The RTC RAPID Virginia LINE operates along Virginia Street between Downtown Reno and Meadowood Mall. On March 8, 2020 the RTC extended the Virginia Line to the University of Nevada, Reno.

==== Lincoln Line ====

The RTC RAPID LINCOLN LINE operates along 4th Street and Prater Way between Downtown Reno and Victorian Square (RTC Centennial Plaza). RTC held a grand opening for the Lincoln line on 14 December 2018.

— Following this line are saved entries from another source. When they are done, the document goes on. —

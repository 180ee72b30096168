//! # Tipos MIME
//! src/http/mime.rs
//!
//! Traduce la extensión de un archivo a su `Content-Type`.
//!
//! La búsqueda es lineal sobre una tabla fija y ordenada; gana la primera
//! coincidencia exacta. No se normalizan mayúsculas: `INDEX.HTML` cae en el
//! tipo por defecto.

/// Tipo usado cuando la extensión no está en la tabla
pub const DEFAULT_MIME_TYPE: &str = "application/octet-stream";

/// Extensiones soportadas (con el punto) y su tipo MIME
const MIME_TYPES: &[(&str, &str)] = &[
    (".html", "text/html"),
    (".htm", "text/html"),
    (".txt", "text/plain"),
    (".css", "text/css"),
    (".js", "application/javascript"),
    (".json", "application/json"),
    (".xml", "application/xml"),
    (".gif", "image/gif"),
    (".jpeg", "image/jpeg"),
    (".mkv", "video/x-matroska"),
    (".flac", "audio/flac"),
    (".mp3", "audio/mp3"),
    (".jpg", "image/jpeg"),
    (".png", "image/png"),
    (".svg", "image/svg+xml"),
    (".mp4", "video/mp4"),
    (".ico", "image/x-icon"),
    (".pdf", "application/pdf"),
    (".doc", "application/msword"),
    (".docx", "application/vnd.openxmlformats-officedocument.wordprocessingml.document"),
    (".xls", "application/vnd.ms-excel"),
    (".xlsx", "application/vnd.openxmlformats-officedocument.spreadsheetml.sheet"),
    (".ppt", "application/vnd.ms-powerpoint"),
    (".pptx", "application/vnd.openxmlformats-officedocument.presentationml.presentation"),
];

/// Extrae la extensión (incluyendo el punto) del nombre del archivo
///
/// Un punto al inicio del nombre (`.bashrc`) no cuenta como extensión.
///
/// # Ejemplo
/// ```
/// use file_server::http::mime::extension;
///
/// assert_eq!(extension("img/a.png"), ".png");
/// assert_eq!(extension("archive.tar.gz"), ".gz");
/// assert_eq!(extension(".bashrc"), "");
/// assert_eq!(extension("Makefile"), "");
/// ```
pub fn extension(path: &str) -> &str {
    let file_name = path.rsplit('/').next().unwrap_or(path);

    match file_name.rfind('.') {
        Some(0) | None => "",
        Some(dot) => &file_name[dot..],
    }
}

/// Retorna el tipo MIME para la ruta indicada
///
/// # Ejemplo
/// ```
/// use file_server::http::mime::mime_type;
///
/// assert_eq!(mime_type("index.html"), "text/html");
/// assert_eq!(mime_type("movie.mp4"), "video/mp4");
/// assert_eq!(mime_type("data.bin"), "application/octet-stream");
/// ```
pub fn mime_type(path: &str) -> &'static str {
    let ext = extension(path);

    MIME_TYPES
        .iter()
        .find(|(candidate, _)| *candidate == ext)
        .map(|(_, mime)| *mime)
        .unwrap_or(DEFAULT_MIME_TYPE)
}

=== RTC Regional Connector ===
RTC REGIONAL CONNECTOR provides express bus service between Reno, Meadowood Mall, and Carson City.

=== RTC Sierra Spirit ===
RTC SIERRA SPIRIT was a popular circulator service operating every 20 minutes along Virginia Street in Downtown Reno between the University of Nevada, Reno and the Truckee River. This was replaced with the Temporary Route, "UNR-Midtown Direct" on 25 August 2019.

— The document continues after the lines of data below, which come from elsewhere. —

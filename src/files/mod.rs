//! # Acceso al Sistema de Archivos
//! src/files/mod.rs
//!
//! Traduce rutas relativas del request a rutas reales bajo la raíz servida
//! y abre los archivos a transmitir.
//!
//! ## Seguridad
//!
//! Una ruta solo puede contener componentes normales (`img`, `a.png`) o `.`.
//! Cualquier `..`, raíz o prefijo de unidad hace que la ruta se rechace, así
//! que nunca se sale de la raíz.
//!
//! Las rutas llegan como bytes. En unix se usan tal cual como nombre de
//! archivo; en otras plataformas se interpretan como UTF-8.

pub mod explorer;

pub use explorer::DirectoryListing;

use crate::http::mime;
use crate::http::{ByteRange, RangeError, RangeSpec, StatusCode};
use std::ffi::OsStr;
use std::fs::File;
use std::io;
use std::path::{Component, Path, PathBuf};
use thiserror::Error;

/// Errores al abrir un archivo pedido
#[derive(Debug, Error)]
pub enum FileError {
    #[error("path escapes the served root: {0}")]
    OutsideRoot(String),

    #[error("not a regular file: {}", .0.display())]
    NotAFile(PathBuf),

    #[error("cannot open {}: {}", .path.display(), .source)]
    Open {
        path: PathBuf,
        #[source]
        source: io::Error,
    },
}

/// Raíz del árbol de archivos expuesto por el servidor
#[derive(Debug, Clone)]
pub struct ServedRoot {
    root: PathBuf,
}

/// Descriptor de la respuesta para un archivo ya abierto
#[derive(Debug, Clone, PartialEq, Eq)]
pub struct FileResponse {
    /// Ruta real del archivo
    pub path: PathBuf,

    /// Tamaño en bytes
    pub size: u64,

    /// Content-Type según la extensión
    pub mime: &'static str,

    /// Rango pedido, ya validado
    pub range: Option<ByteRange>,
}

impl ServedRoot {
    pub fn new(root: impl Into<PathBuf>) -> Self {
        Self { root: root.into() }
    }

    /// Une una ruta relativa del request con la raíz
    ///
    /// Retorna `None` si la ruta intenta salir de la raíz.
    ///
    /// # Ejemplo
    /// ```
    /// use file_server::files::ServedRoot;
    /// use std::path::PathBuf;
    ///
    /// let root = ServedRoot::new("/srv/www");
    /// assert_eq!(root.resolve(b"img/a.png"), Some(PathBuf::from("/srv/www/img/a.png")));
    /// assert_eq!(root.resolve(b""), Some(PathBuf::from("/srv/www")));
    /// assert_eq!(root.resolve(b"../etc/passwd"), None);
    /// assert_eq!(root.resolve(b"/etc/passwd"), None);
    /// ```
    pub fn resolve(&self, relative: &[u8]) -> Option<PathBuf> {
        let mut resolved = self.root.clone();

        for component in bytes_to_path(relative).components() {
            match component {
                Component::Normal(part) => resolved.push(part),
                Component::CurDir => {}
                Component::ParentDir | Component::RootDir | Component::Prefix(_) => return None,
            }
        }

        Some(resolved)
    }

    /// Abre un archivo regular bajo la raíz
    ///
    /// Un directorio cuenta como archivo inexistente.
    pub fn open(&self, relative: &[u8]) -> Result<(File, FileResponse), FileError> {
        let path = self
            .resolve(relative)
            .ok_or_else(|| FileError::OutsideRoot(String::from_utf8_lossy(relative).into_owned()))?;

        let file = File::open(&path).map_err(|source| FileError::Open {
            path: path.clone(),
            source,
        })?;
        let metadata = file.metadata().map_err(|source| FileError::Open {
            path: path.clone(),
            source,
        })?;

        if !metadata.is_file() {
            return Err(FileError::NotAFile(path));
        }

        let response = FileResponse {
            mime: mime::mime_type(&String::from_utf8_lossy(relative)),
            size: metadata.len(),
            path,
            range: None,
        };

        Ok((file, response))
    }
}

/// Ruta relativa como `Path`, sin pasar por UTF-8
#[cfg(unix)]
fn bytes_to_path(bytes: &[u8]) -> &Path {
    use std::os::unix::ffi::OsStrExt;
    Path::new(OsStr::from_bytes(bytes))
}

#[cfg(not(unix))]
fn bytes_to_path(bytes: &[u8]) -> std::borrow::Cow<'_, Path> {
    match String::from_utf8_lossy(bytes) {
        std::borrow::Cow::Borrowed(text) => std::borrow::Cow::Borrowed(Path::new(OsStr::new(text))),
        std::borrow::Cow::Owned(text) => std::borrow::Cow::Owned(PathBuf::from(text)),
    }
}

impl FileResponse {
    /// Aplica el header `Range` (si vino) validándolo contra el tamaño
    pub fn with_range(mut self, spec: Option<RangeSpec>) -> Result<Self, RangeError> {
        self.range = spec.map(|spec| spec.resolve(self.size)).transpose()?;
        Ok(self)
    }

    /// 206 si hay rango, 200 si no
    pub fn status(&self) -> StatusCode {
        match self.range {
            Some(_) => StatusCode::PartialContent,
            None => StatusCode::Ok,
        }
    }

    /// Bytes que lleva el body
    pub fn content_length(&self) -> u64 {
        self.range.map_or(self.size, |range| range.len())
    }

    /// Offset desde el que se empieza a leer
    pub fn offset(&self) -> u64 {
        self.range.map_or(0, |range| range.start())
    }
}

=== UNR-Midtown Direct ===
UNR-Midtown Direct is a temporary route introduced on 25 August 2019 to replace RTC Sierra Spirit and will be replaced with the RTC RAPID Virginia Line Service once the RTC RAPID Expansion is complete to UNR, basically replacing the route. This route operates every 30 minutes from Midtown Reno to the University of Nevada Reno along Virginia (Northbound) and Sierra (Southbound) Streets. This route was discontinued following the extension to UNR.

=== RTC Access ===
RTC ACCESS is the system's paratransit service

=== RTC FlexRide ===
RTC FlexRide is the system's on demand microtransit service serving Sparks/Spanish Springs, North Valleys, NW Reno/Sommersett, and South Meadows. An additional zone has been proposed, but not yet implemented in Southwest Reno.

=== RTC Smart Trips ===
In addition to public transportation, RTC RIDE, through their program RTC SMART TRIPS, provides services to assist those wishing to carpool for their commute.

==== RTC Vanpool ====
RTC VANPOOL is a membership-based service which allows commuters to rent a van for their commute. The van is driven by one of the members, who picks up and drops off other riders at an agreed-upon location. Expenses are shared by all riders, and subsidized by RTC.

==== RTC Trip Match ====
RTC TRIP MATCH is a free ride-matching program for the Truckee Meadows offered by RTC SMART TRIPS in partnership with Greenride.

== Streets & Highways ==
RTC's Streets and Highways program is a joint effort involving the City of Reno, the City of Sparks, the Washoe County, and RTC. Their primary responsibility is road repair and construction within their jurisdiction, specifically, regional roadways, high-traffic (greater than 5,000 avg. daily trips) streets, and roads that cross geographic barriers or that connect jurisdictions. Low-traffic and neighborhood streets are left to local jurisdictions.

== Planning ==
Perhaps RTC's most important duty is in the area of planning for the regions transportation needs. Planning is divided into long range and short range needs.

=== Long-range planning ===
The Regional Transportation Plan (RTP) is RTC's plan to create and maintain the long-term transportation requirements for the Truckee Meadows. It addresses travel by all modes including automobiles, transit, bicycles, pedestrians, aviation, rail and goods movement as well as transportation management strategies to make the system more efficient.

=== Short-range planning ===
The Regional Transportation Improvement Program (RTIP) is RTC's short-range plan to meet the current needs of the Truckee Meadows. Spanning 5 years (FY 2018–2022), the current plan was published on 1 October 2017.